Dennoch möchte ich den Leser ermutigen, weiterzulesen. Denn für die Mehrheit der Bürger, Steuerzahler, Sparer und Investoren könnte dies alles immer noch "bahnbrechende Neuigkeiten" darstellen. Selbst diejenigen, die diese Dinge schon einmal bedacht haben, können sich über künftige Chancen informieren, von denen sie nicht wussten, dass sie existieren oder die sie nie für möglich gehalten hätten.


Die Illusion der Wahlfreiheit

Von Europa über Australien bis hin zu den USA, unsere westlichen Demokratien, unsere "aufgeklärten" Gesellschaften und "fortgeschrittenen" Volkswirtschaften allesamt höchst unterschiedlich. Sie haben unterschiedliche "Ursprungsgeschichten", unterschiedliche kulturelle Hintergründe und unterschiedliche Wege und Gründe der Entstehung und für ihr Fortbestehen. Dennoch gibt es einen gemeinsamen Nenner, ein einziges Attribut, das wir alle in unserem Streben nach dem "demokratischen Ideal" teilen.

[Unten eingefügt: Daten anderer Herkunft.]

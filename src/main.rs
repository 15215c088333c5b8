//! seed - ensure GitHub issues exist, idempotently
//!
//! CLI binary for broadcasting a templated issue to the repositories an
//! awesome-list links to, and for filing spreadsheet ideas as proposals.

use anstream::eprintln;
use anyhow::Result;
use clap::{ArgAction, Parser, Subcommand};
use crate::cli::style::Stylize;
use issue_seeder::config::{normalize_api_url, RowRange, RunConfig, DEFAULT_API_URL, DEFAULT_DELAY_MS};
use issue_seeder::types::TargetRepository;
use std::path::PathBuf;
use std::process::ExitCode;
use tracing_subscriber::EnvFilter;

mod cli;

#[derive(Parser)]
#[command(name = "seed")]
#[command(about = "Ensure GitHub issues exist - from an issue template or a spreadsheet of ideas")]
#[command(version)]
struct Cli {
    /// Show what would be done without creating issues
    #[arg(
        long,
        global = true,
        env = "DRY_RUN",
        value_parser = clap::builder::BoolishValueParser::new()
    )]
    dry_run: bool,

    /// Pause between consecutive items, in milliseconds
    #[arg(long, global = true, env = "DELAY_BETWEEN_REQUESTS", default_value_t = DEFAULT_DELAY_MS)]
    delay_ms: u64,

    /// GitHub REST API base URL (for GitHub Enterprise)
    #[arg(long, global = true, env = "GITHUB_API_URL", default_value = DEFAULT_API_URL)]
    api_url: String,

    /// Do not ask for confirmation before creating issues
    #[arg(short, long, global = true)]
    yes: bool,

    /// Increase log verbosity (-v, -vv, -vvv)
    #[arg(short, long, global = true, action = ArgAction::Count)]
    verbose: u8,

    #[command(subcommand)]
    command: Commands,
}

#[derive(Subcommand)]
enum Commands {
    /// Open the template issue on every repository linked from a README
    Broadcast {
        /// Issue template with front matter (title, labels) and a markdown body
        #[arg(long, env = "ISSUE_TEMPLATE_PATH", default_value = "issue-template.md")]
        template: PathBuf,

        /// Repository whose README lists the targets (owner/name)
        #[arg(long, env = "SOURCE_REPO", default_value = "midnightntwrk/midnight-awesome-dapps")]
        source: String,
    },

    /// File one proposal issue per spreadsheet row on a single repository
    Proposals {
        /// Spreadsheet of ideas (every sheet is read)
        #[arg(long, env = "EXCEL_FILE_PATH")]
        spreadsheet: PathBuf,

        /// Owner of the target repository
        #[arg(long, env = "REPO_OWNER", default_value = "midnightntwrk")]
        owner: String,

        /// Name of the target repository
        #[arg(long, env = "REPO_NAME")]
        repo: String,

        /// Organization project number to add created issues to
        #[arg(long, env = "PROJECT_NUMBER")]
        project: Option<u64>,

        /// First row to process (0-based index into all rows)
        #[arg(long)]
        start: Option<usize>,

        /// Stop before this row (0-based, exclusive)
        #[arg(long)]
        end: Option<usize>,
    },

    /// Authentication management
    Auth {
        #[command(subcommand)]
        action: AuthAction,
    },
}

#[derive(Subcommand)]
enum AuthAction {
    /// Test authentication
    Test,
    /// Show authentication setup instructions
    Setup,
}

#[tokio::main]
async fn main() -> ExitCode {
    dotenvy::dotenv().ok();
    let cli = Cli::parse();
    init_tracing(cli.verbose);

    match run(cli).await {
        Ok(()) => ExitCode::SUCCESS,
        Err(e) => {
            eprintln!("{}: {e}", "error".error());
            ExitCode::FAILURE
        }
    }
}

async fn run(cli: Cli) -> Result<()> {
    let options = cli::GlobalOptions {
        run: RunConfig::new(cli.delay_ms, cli.dry_run),
        api_url: normalize_api_url(&cli.api_url)?,
        assume_yes: cli.yes,
        verbose: cli.verbose > 0,
    };

    match cli.command {
        Commands::Broadcast { template, source } => {
            cli::run_broadcast(&options, &template, &source).await?;
        }
        Commands::Proposals {
            spreadsheet,
            owner,
            repo,
            project,
            start,
            end,
        } => {
            let args = cli::ProposalArgs {
                spreadsheet,
                target: TargetRepository::new(owner, repo),
                project,
                rows: RowRange::new(start, end)?,
            };
            cli::run_proposals(&options, &args).await?;
        }
        Commands::Auth { action } => {
            cli::run_auth(&options.api_url, matches!(action, AuthAction::Test)).await?;
        }
    }

    Ok(())
}

/// Log to stderr; `RUST_LOG` wins over `-v`
fn init_tracing(verbose: u8) {
    let level = match verbose {
        0 => "warn",
        1 => "info",
        2 => "debug",
        _ => "trace",
    };
    let filter = EnvFilter::try_from_default_env().unwrap_or_else(|_| EnvFilter::new(level));

    tracing_subscriber::fmt()
        .with_env_filter(filter)
        .with_writer(std::io::stderr)
        .with_target(false)
        .try_init()
        .ok();
}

Das gesamte System beruht auf der Annahme, dass wir eine Wahl haben. Das ist die Grundüberzeugung, auf der unsere soziopolitischen Systeme überhaupt erst aufgebaut wurden, und die Grundvoraussetzung, auf der sie nach wie vor beruhen: die Vorstellung, dass wir als normale Bürger, als Individuen, eine Stimme haben.

Durch unsere Wahl können wir gute Ideen gutheißen und schlechte ablehnen. Wir können wählen, wie wir regiert werden wollen und nach welchen Regeln wir leben wollen. Wir haben ein Mitspracherecht, wir haben einen Platz am Tisch und wir sind (zumindest bis zu einem gewissen Grad) "die Meister unseres Schicksals, die Kapitäne unserer Seele", um Henley zu paraphrasieren. So sollte unser System zumindest funktionieren.

Funktioniert es aber wirklich so? Haben wir wirklich eine echte, bedeutende Wahl? Wenn wir ernsthaft darüber nachdenken, und sei es auch nur in den einfachsten Begriffen, was bedeutet es dann in der heutigen Zeit wirklich, die Wahl zu haben, wenn diese Wahl zwischen "links" und "rechts" besteht? Wie unterscheiden sich diese beiden Optionen und was macht sie aus? Was genau ist das Alleinstellungsmerkmal dieser vermeintlich "komplett gegensätzlichen" Alternativen?


Die "alte Linke"

Wenn Sie Ihre Oma oder sogar Ihre Mutter bitten würden, den Unterschied zwischen der politischen Linken und der Rechten zu benennen, würden sie sich höchstwahrscheinlich auf einen Punkt einigen, und zwar zu Recht, denn dieser Punkt hat eine ganze Generation geprägt:

Wie sie sich daran erinnern und wie sie es beschreiben würden: Ihre Linke war gegen den Krieg. Sie war anti-imperialistisch, anti-expansionistisch, anti-konformistisch und sogar überwiegend anti-staatlich, denn der "Staat" wurde damals (treffend) als unterdrückerische und menschenfeindliche Kraft erkannt. Diese Linken waren die "Widerständler", die Beschützer der Schwachen, der Armen und der Benachteiligten.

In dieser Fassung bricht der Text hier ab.